Barry: Next category, busting balls. Come up with three insults for how short Andy is.
Andy: Oh. No, we don't have to do-
Barry: Go!
Matt: Andy is so tiny, he uses a sock as a sleeping bag. When Andy plays mini-golf, it's just called "Golf." Did you hear Andy died? He was bungee-jumping off a curb and the dental floss broke.
Andy: I feel completely humiliated.

Quote from Beverly

Beverly: Wha- What?! I have never!
Erica: Seriously?
Beverly: What? I don't talk like that.
Adult Adam: [v.o.] But she did. Bev Bombs were dropped on a daily basis in our home.
[montage:]
Beverly: Holy [bleep]! I love that idea! I hate drugs so [bleep] much!
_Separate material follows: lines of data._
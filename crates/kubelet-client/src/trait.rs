//! KubeletClient trait for mocking
//!
//! The controller only depends on this trait, so tests can swap in
//! `MockKubeletClient` (feature `test-util`) for the real HTTP client.

use crate::error::KubeletError;
use crate::models::PodSnapshot;

/// Read-only access to the pods the kubelet is currently running
#[async_trait::async_trait]
pub trait KubeletClientTrait: Send + Sync {
    /// URL of the pod listing endpoint
    fn pods_url(&self) -> &str;

    /// Fetch the current pod list. One request, no retries.
    async fn list_pods(&self) -> Result<PodSnapshot, KubeletError>;
}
Adam used to be a good boy, and now he's a real [bleep]. [bleep] [bleep] [bleep] [bleep] [bleep] Yeah!

Quote from Barry

Andy: Actually, I think we'd rather just chill here and watch Matt Bradley jam.
Barry: That guy? He's a stupid Deadhead.
Naked Rob: So?
Barry: So? Their songs are, like, a million hours long, their crazy fans smell like armpits, and all they wear is tie-dye. It's like, pick a color, bro. You can't have them all.